I’ve labored to protect and fortify democracy for decades, have supported a wide variety of reforms over the years. Won some, lost some, watched hard-fought gains one year turn into gut-wrenching setbacks the next. Bringing about lasting change is devilishly difficult. There must be a thousand barriers to success. One of the biggest is having to convince officials who’ve gotten where they are under the current system to pass laws changing the system.
This reality I know so well is what makes the idea of bringing back fusion voting so appealing. No law has to be passed legalizing it. It can be re-legalized by getting fusion bans struck down in court as unconstitutional. A lawsuit aiming to do just that has been filed in Wisconsin, arguing that preventing parties from freely nominating candidates of their choice infringes on rights to equal protection, freedom of association, speech and assembly guaranteed under Wisconsin’s constitution.

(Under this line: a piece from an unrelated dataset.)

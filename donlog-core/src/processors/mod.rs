pub mod broadcast;
pub mod ingest;

pub use broadcast::{BroadcastConfig, BroadcastRouter, SweepStats};
pub use ingest::SnapshotIngestor;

The liberal majority on the Wisconsin Supreme Court struck a blow for electoral competition less than two years ago, tossing out rigged legislative maps and ordering fair district boundaries to be drawn. In doing so, the state’s highest court reopened a door that power-hungry politicians had locked, creating a new opportunity for the voters’ will to be done. The justices could further empower the citizenry and help nurse a badly ailing democracy back to health by re-legalizing fusion voting.
If things break right, Wisconsin could once again be home to a new birth of freedom. What’s old could become new again.